Print, in exact form, the lines below from the one containing "filename src/pins.rs" through the one containing "pub const TRIGGER_SETTLE_US: u32 = 2;", and omit all others.

Saved entries
□ □ □ □
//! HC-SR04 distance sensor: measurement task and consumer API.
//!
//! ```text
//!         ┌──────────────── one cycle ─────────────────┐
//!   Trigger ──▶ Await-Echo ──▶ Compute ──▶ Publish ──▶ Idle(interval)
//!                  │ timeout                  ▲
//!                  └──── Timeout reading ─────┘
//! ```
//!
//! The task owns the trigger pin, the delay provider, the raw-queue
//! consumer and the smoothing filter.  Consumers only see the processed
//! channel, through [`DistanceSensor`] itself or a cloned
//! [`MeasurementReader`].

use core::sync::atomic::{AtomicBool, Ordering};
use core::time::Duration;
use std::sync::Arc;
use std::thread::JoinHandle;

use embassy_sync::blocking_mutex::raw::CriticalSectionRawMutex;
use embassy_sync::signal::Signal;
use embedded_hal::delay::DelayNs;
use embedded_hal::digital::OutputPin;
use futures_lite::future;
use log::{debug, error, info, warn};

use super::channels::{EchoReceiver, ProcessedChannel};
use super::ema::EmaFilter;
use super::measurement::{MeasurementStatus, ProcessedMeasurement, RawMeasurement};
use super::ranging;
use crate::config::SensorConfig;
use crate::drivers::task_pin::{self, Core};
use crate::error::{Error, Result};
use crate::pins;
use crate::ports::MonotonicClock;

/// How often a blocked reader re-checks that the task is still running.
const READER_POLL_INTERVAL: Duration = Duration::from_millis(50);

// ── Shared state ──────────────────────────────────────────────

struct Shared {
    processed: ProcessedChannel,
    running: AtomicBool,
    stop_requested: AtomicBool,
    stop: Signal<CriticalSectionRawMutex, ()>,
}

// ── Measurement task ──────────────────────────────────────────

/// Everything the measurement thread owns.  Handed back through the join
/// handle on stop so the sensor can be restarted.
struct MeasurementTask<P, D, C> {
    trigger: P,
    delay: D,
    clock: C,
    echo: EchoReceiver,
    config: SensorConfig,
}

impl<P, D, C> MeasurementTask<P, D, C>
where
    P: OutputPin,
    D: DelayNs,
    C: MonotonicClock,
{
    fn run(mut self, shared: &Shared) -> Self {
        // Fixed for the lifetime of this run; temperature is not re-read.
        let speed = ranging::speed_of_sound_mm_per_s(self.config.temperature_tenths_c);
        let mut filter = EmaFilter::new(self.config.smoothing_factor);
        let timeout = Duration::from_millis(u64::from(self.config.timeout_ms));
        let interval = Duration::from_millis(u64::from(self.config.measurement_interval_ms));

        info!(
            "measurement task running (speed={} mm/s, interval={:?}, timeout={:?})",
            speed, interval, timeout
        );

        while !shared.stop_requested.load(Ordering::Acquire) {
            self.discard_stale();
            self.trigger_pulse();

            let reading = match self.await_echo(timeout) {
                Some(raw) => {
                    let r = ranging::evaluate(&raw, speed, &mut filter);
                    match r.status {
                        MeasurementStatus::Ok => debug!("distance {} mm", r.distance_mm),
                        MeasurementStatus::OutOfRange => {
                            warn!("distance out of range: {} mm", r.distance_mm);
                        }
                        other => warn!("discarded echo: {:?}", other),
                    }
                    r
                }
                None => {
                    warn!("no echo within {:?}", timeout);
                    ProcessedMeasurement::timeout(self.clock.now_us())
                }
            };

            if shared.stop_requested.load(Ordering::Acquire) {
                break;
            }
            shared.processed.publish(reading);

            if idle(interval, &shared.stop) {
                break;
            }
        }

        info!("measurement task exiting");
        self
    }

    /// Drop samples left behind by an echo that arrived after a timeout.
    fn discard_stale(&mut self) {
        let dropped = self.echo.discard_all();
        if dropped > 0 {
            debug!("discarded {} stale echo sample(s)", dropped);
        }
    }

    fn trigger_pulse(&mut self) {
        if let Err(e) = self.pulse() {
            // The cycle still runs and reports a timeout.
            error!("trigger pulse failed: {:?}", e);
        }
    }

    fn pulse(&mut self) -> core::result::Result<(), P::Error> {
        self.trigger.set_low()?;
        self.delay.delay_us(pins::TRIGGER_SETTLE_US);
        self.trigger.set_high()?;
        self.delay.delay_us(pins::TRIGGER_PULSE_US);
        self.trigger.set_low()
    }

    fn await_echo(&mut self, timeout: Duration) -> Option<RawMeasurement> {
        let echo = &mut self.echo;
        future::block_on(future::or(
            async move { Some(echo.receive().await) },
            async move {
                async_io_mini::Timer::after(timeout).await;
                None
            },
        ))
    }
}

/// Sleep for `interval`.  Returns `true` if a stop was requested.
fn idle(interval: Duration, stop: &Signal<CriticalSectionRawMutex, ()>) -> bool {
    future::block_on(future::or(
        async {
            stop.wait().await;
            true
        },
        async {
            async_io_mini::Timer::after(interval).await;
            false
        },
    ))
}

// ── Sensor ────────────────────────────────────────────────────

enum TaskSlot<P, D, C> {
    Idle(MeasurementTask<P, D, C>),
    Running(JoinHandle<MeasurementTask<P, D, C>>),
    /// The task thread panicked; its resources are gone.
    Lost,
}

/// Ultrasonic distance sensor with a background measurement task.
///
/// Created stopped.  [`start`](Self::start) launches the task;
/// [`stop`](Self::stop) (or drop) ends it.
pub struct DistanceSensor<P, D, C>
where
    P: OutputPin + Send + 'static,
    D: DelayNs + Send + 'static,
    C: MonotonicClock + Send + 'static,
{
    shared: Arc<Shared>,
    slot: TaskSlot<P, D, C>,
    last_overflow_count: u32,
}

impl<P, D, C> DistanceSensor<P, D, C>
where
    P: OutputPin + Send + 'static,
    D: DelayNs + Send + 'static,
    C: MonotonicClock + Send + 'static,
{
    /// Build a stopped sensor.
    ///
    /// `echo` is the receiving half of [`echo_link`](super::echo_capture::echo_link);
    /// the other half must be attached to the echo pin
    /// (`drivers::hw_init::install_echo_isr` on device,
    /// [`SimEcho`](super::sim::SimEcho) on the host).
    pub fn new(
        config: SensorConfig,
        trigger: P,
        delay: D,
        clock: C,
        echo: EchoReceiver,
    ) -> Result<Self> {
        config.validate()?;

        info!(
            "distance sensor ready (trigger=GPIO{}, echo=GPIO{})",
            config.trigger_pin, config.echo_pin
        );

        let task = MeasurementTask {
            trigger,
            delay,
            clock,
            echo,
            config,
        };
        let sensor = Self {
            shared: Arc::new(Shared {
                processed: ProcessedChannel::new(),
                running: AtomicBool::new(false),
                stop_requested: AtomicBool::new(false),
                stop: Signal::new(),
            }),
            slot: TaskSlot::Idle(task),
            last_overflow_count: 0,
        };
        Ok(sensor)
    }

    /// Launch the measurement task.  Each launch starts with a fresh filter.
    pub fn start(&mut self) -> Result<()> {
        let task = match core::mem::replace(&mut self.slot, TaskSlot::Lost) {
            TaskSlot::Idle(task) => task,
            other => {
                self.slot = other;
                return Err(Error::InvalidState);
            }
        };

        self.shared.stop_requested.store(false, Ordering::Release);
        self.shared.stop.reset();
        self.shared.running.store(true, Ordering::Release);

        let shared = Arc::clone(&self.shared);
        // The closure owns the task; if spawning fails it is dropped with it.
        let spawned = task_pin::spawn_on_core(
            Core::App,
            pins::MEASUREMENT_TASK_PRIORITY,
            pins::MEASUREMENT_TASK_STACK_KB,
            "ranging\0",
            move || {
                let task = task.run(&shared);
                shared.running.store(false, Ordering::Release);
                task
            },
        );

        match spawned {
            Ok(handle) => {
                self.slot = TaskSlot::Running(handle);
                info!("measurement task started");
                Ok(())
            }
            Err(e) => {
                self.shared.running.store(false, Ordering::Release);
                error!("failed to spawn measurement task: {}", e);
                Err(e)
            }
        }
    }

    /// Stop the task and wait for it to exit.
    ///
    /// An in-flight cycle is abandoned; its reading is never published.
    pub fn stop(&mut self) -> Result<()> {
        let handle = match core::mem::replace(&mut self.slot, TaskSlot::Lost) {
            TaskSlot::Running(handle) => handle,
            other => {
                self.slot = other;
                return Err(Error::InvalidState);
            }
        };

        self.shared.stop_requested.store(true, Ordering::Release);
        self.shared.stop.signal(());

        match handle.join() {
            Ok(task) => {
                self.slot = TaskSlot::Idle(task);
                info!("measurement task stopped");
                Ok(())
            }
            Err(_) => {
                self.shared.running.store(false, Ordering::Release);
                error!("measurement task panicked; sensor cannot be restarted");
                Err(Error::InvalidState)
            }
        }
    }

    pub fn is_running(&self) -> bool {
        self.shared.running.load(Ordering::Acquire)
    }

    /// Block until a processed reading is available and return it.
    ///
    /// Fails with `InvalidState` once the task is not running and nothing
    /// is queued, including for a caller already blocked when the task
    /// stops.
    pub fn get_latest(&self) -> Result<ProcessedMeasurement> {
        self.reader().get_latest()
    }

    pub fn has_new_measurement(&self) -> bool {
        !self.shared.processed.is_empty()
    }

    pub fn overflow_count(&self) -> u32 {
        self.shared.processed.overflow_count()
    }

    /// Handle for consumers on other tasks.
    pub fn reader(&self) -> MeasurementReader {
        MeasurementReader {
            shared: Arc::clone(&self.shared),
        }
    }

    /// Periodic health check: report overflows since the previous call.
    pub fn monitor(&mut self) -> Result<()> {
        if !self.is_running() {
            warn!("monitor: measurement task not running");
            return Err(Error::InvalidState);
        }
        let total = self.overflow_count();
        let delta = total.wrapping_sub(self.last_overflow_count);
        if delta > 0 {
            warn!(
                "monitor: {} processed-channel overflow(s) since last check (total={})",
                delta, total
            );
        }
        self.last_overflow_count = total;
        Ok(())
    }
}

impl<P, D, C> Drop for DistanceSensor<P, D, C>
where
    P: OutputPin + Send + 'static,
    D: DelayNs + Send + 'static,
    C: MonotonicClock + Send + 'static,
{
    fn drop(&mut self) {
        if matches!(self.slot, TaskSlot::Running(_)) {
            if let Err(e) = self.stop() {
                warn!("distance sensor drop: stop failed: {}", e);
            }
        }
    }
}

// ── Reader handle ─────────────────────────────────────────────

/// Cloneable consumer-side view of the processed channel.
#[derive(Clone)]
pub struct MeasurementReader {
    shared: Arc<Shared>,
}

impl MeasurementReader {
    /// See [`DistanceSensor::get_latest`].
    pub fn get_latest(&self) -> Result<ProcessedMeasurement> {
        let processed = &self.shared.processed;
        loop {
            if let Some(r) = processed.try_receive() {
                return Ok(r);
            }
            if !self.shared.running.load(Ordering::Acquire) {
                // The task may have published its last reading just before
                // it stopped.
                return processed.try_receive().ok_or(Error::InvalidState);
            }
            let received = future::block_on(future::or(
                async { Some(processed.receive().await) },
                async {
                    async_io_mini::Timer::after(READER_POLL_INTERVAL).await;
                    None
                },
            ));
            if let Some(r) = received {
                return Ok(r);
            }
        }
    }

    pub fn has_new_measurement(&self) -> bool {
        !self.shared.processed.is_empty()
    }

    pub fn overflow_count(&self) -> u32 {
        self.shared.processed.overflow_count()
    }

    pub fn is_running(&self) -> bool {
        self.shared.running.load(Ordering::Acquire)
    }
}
□ □ □ □
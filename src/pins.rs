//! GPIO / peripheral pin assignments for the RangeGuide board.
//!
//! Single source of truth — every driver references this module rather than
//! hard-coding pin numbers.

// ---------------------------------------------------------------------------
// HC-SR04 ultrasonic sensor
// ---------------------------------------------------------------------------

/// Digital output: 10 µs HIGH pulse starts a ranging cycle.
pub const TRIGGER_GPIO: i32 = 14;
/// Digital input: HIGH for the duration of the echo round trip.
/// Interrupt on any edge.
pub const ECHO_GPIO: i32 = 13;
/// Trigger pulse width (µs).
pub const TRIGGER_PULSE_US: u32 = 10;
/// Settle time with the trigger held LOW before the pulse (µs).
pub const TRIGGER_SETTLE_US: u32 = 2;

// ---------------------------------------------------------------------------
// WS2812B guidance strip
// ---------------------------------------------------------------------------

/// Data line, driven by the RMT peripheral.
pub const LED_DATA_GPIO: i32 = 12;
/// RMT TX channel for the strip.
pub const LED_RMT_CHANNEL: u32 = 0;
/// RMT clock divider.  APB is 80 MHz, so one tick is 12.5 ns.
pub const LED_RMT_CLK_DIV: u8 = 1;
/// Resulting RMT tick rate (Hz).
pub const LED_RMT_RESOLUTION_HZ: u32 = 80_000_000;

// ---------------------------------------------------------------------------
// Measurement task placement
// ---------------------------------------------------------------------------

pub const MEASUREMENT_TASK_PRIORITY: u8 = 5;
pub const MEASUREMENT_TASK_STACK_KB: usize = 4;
□ □ □ □
● Task output
filename src/pins.rs
//! GPIO / peripheral pin assignments for the RangeGuide board.
//!
//! Single source of truth — every driver references this module rather than
//! hard-coding pin numbers.

// ---------------------------------------------------------------------------
// HC-SR04 ultrasonic sensor
// ---------------------------------------------------------------------------

/// Digital output: 10 µs HIGH pulse starts a ranging cycle.
pub const TRIGGER_GPIO: i32 = 14;
/// Digital input: HIGH for the duration of the echo round trip.
/// Interrupt on any edge.
pub const ECHO_GPIO: i32 = 13;
/// Trigger pulse width (µs).
pub const TRIGGER_PULSE_US: u32 = 10;
/// Settle time with the trigger held LOW before the pulse (µs).
pub const TRIGGER_SETTLE_US: u32 = 2;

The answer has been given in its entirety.